On Mon, Feb 02, 2026 at 08:07:43PM +0000, David Laight wrote:
> On Mon, 2 Feb 2026 13:33:22 -0500
> Yury Norov <ynorov@...dia.com> wrote:
> 
> > On Wed, Jan 21, 2026 at 02:57:19PM +0000, david.laight.linux@...il.com wrote:
> > > From: David Laight <david.laight.linux@...il.com>
> > > 
> > > Some compile time checks significantly bloat the pre-processor output
> > > (particularly when the get nested).
> > > Since the checks aren't really needed on every compilation enable with
> > > W=c (adds -DKBUILD_EXTRA_WARNc) so the checks can be enabled per-build.
> > > Make W=1 imply W=c so the build-bot includes the checks.
> > > 
> > > As well as reducing the bloat from existing checks (like those in
> > > GENMASK() and FIELD_PREP()) it lets additional checks be added
> > > while there are still 'false positives' without breaking normal builds.
> > > 
> > > Signed-off-by: David Laight <david.laight.linux@...il.com>  
> > 
> > Honestly I don't understand this. AFAIU, you've outlined a list of
> > compiler warnings that slow the compilation down, and you group them
> > under 'W=c' option.
> > 
> > What is the use case for it outside of your series. I think, a typical
> > user would find more value in an option that enables some warnings but
> > doesn't sacrifices performance.
> 
> All the compile-time warnings slow down the compilation.
> Even apparently trivial ones (like the check in the generic READ_ONCE()
> that the size is 1, 2, 4 or 8 bytes) have a measurable effect.  

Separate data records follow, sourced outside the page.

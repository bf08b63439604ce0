//! Percentile Computation
//!
//! Linear interpolation between closest ranks, the same convention as
//! numpy's default, so quartiles line up with the published figures.

use serde::{Deserialize, Serialize};

/// Standard percentiles of one metric
#[derive(Debug, Clone, PartialEq, Serialize, Deserialize)]
pub struct Percentiles {
    /// 25th percentile (first quartile)
    pub p25: f64,
    /// 50th percentile (median)
    pub p50: f64,
    /// 75th percentile (third quartile)
    pub p75: f64,
    /// 90th percentile
    pub p90: f64,
    /// 95th percentile
    pub p95: f64,
    /// 99th percentile
    pub p99: f64,
}

/// Compute a single percentile from samples
///
/// # Examples
///
/// ```
/// # use benchcheck_stats::compute_percentile;
/// let samples = vec![1.0, 2.0, 3.0, 4.0, 5.0];
/// assert_eq!(compute_percentile(&samples, 50.0), 3.0);
/// assert_eq!(compute_percentile(&samples, 25.0), 2.0);
/// ```
pub fn compute_percentile(samples: &[f64], percentile: f64) -> f64 {
    let sorted = sorted_copy(samples);
    percentile_of_sorted(&sorted, percentile)
}

/// Compute all standard percentiles with a single sort
pub fn compute_percentiles(samples: &[f64]) -> Percentiles {
    let sorted = sorted_copy(samples);
    Percentiles {
        p25: percentile_of_sorted(&sorted, 25.0),
        p50: percentile_of_sorted(&sorted, 50.0),
        p75: percentile_of_sorted(&sorted, 75.0),
        p90: percentile_of_sorted(&sorted, 90.0),
        p95: percentile_of_sorted(&sorted, 95.0),
        p99: percentile_of_sorted(&sorted, 99.0),
    }
}

fn sorted_copy(samples: &[f64]) -> Vec<f64> {
    let mut sorted = samples.to_vec();
    sorted.sort_by(|a, b| a.total_cmp(b));
    sorted
}

fn percentile_of_sorted(sorted: &[f64], percentile: f64) -> f64 {
    match sorted.len() {
        0 => 0.0,
        1 => sorted[0],
        n => {
            let p = (percentile / 100.0).clamp(0.0, 1.0);
            let rank = p * (n - 1) as f64;
            let lower_idx = rank.floor() as usize;
            let upper_idx = (lower_idx + 1).min(n - 1);
            let fraction = rank - lower_idx as f64;
            sorted[lower_idx] + fraction * (sorted[upper_idx] - sorted[lower_idx])
        }
    }
}
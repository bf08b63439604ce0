//! JSON Output

use crate::report::ValidationReport;

/// Generate a prettified JSON report.
///
/// Serializes the validation report into machine-readable JSON format.
pub fn generate_json_report(report: &ValidationReport) -> Result<String, serde_json::Error> {
    serde_json::to_string_pretty(report)
}

/// Read back a report produced by [`generate_json_report`]
pub fn parse_json_report(json: &str) -> Result<ValidationReport, serde_json::Error> {
    serde_json::from_str(json)
}

#[cfg(test)]
mod tests {
    use super::*;
    use crate::SCHEMA_VERSION;
    use crate::report::*;
    use benchcheck_core::{GroupKey, LoadMode, Metric};
    use benchcheck_stats::{StatsError, compute_summary, estimate};
    use std::collections::BTreeMap;

    fn peak(value: f64) -> PeakRecord {
        PeakRecord {
            index: 0,
            group_id: "m_cores1_batch1".to_string(),
            value,
        }
    }

    fn fixture() -> ValidationReport {
        let throughput = [100.0, 102.0, 98.0];
        let mut intervals = BTreeMap::new();
        intervals.insert(
            Metric::ThroughputFps,
            Outcome::from(estimate(&throughput, 0.95)),
        );
        intervals.insert(
            Metric::LatencyMs,
            Outcome::Error(StatsError::InsufficientSample { got: 1, min: 2 }),
        );
        let mut summaries = BTreeMap::new();
        summaries.insert(Metric::ThroughputFps, compute_summary(&throughput));

        let mut overall = BTreeMap::new();
        overall.insert(
            Metric::ThroughputFps,
            MetricOverview {
                interval: Outcome::from(estimate(&throughput, 0.95)),
                summary: compute_summary(&throughput),
            },
        );

        let group = PeakGroup {
            group_id: "m_cores1_batch1".to_string(),
            mean: 100.0,
            sample_size: 3,
        };

        ValidationReport {
            meta: ReportMeta {
                schema_version: SCHEMA_VERSION,
                version: "0.1.0".to_string(),
                timestamp: chrono::Utc::now(),
                confidence_level: 0.95,
                efficiency_tolerance: 1e-6,
                load_mode: LoadMode::Lenient,
            },
            summary: ReportSummary {
                total_records: 3,
                passed_consistency: 3,
                total_groups: 1,
                flagged_groups: 1,
                ..Default::default()
            },
            failures: Vec::new(),
            rejected: Vec::new(),
            overall: DatasetStatistics {
                total_records: 3,
                models_tested: 1,
                configurations_tested: 1,
                metrics: overall,
            },
            groups: vec![GroupReport {
                id: "m_cores1_batch1".to_string(),
                key: GroupKey::configuration("m", 1, 1),
                sample_size: 3,
                intervals,
                summaries,
            }],
            effect_sizes: Vec::new(),
            power: Vec::new(),
            peaks: Peaks {
                max_throughput: peak(102.0),
                max_efficiency: peak(10.2),
                min_latency: peak(9.8),
                max_temperature: peak(45.0),
                power_range: ValueRange {
                    min: 10.0,
                    max: 10.0,
                },
                best_throughput_group: group.clone(),
                best_efficiency_group: group,
                top_configurations: vec![TopConfiguration {
                    group_id: "m_cores1_batch1".to_string(),
                    avg_throughput_fps: 100.0,
                    max_throughput_fps: 102.0,
                    avg_efficiency_fps_per_w: 10.0,
                    avg_power_w: 10.0,
                    sample_size: 3,
                }],
            },
            scaling: Vec::new(),
            assessment: Assessment {
                consistency_rate: 100.0,
                validity: ValidityRates {
                    mathematical_consistency: 100.0,
                    physical_validity: 100.0,
                    range_validation: 100.0,
                },
                data_quality: DataQuality::Excellent,
                statistical_validity: StatisticalValidity::Low,
                status: AssessmentStatus::Failed,
            },
        }
    }

    #[test]
    fn test_json_layout() {
        let json = generate_json_report(&fixture()).unwrap();
        let value: serde_json::Value = serde_json::from_str(&json).unwrap();

        assert_eq!(value["summary"]["total_records"], 3);
        assert_eq!(value["assessment"]["status"], "FAILED");
        assert_eq!(value["assessment"]["data_quality"], "EXCELLENT");
        assert_eq!(value["assessment"]["validity"]["range_validation"], 100.0);
        assert_eq!(value["overall"]["configurations_tested"], 1);
        let overall = &value["overall"]["metrics"]["throughput_fps"];
        assert!(overall["interval"]["ok"]["margin_of_error"].is_number());
        assert_eq!(overall["summary"]["count"], 3);
        assert_eq!(value["peaks"]["top_configurations"][0]["max_throughput_fps"], 102.0);

        let group = &value["groups"][0];
        assert_eq!(group["id"], "m_cores1_batch1");
        assert!(group["intervals"]["throughput_fps"]["ok"]["lower_bound"].is_number());
        assert_eq!(
            group["intervals"]["latency_ms"]["error"]["kind"],
            "insufficient_sample"
        );
    }

    #[test]
    fn test_parse_back() {
        let report = fixture();
        let json = generate_json_report(&report).unwrap();
        let parsed = parse_json_report(&json).unwrap();
        assert_eq!(parsed.summary, report.summary);
        assert_eq!(parsed.assessment.status, AssessmentStatus::Failed);
        assert_eq!(parsed.meta.timestamp, report.meta.timestamp);
        assert_eq!(parsed.flagged_groups().count(), 1);
        assert!(parsed.group("m_cores1_batch1").is_some());
        assert!(
            parsed.groups[0]
                .interval(Metric::ThroughputFps)
                .is_some_and(|ci| ci.contains(100.0))
        );
    }
}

What kind of difference are we talking about here across a regular
build?

> The code a typical user compiles won't have anything that trips any of
> the compile-time asserts.
> They only really happen when compiling new code or adding new checks.
> 
> > Can you consider flipping the 'W=c' behavior?
> 
> Why, most of the time you don't want the checks because the code is
> known to pass them all.
> 
> It also means it can be used for new checks before all the bugs (and
> false positives) have been fixed.
> I did think of just enabling the checks for W=1 builds, but that makes
> it far to hard to enable them.
> As it is you can use W=ce to enable them and stop on warnings and errors.
> 
> Also W=xxx can only really add checks (there are some checks for it being
> non-empty). Documenting that W=x stopped the 'x' checks being done
> would be painful.

Yeah, I don't think we should be overloading the meaning of W=.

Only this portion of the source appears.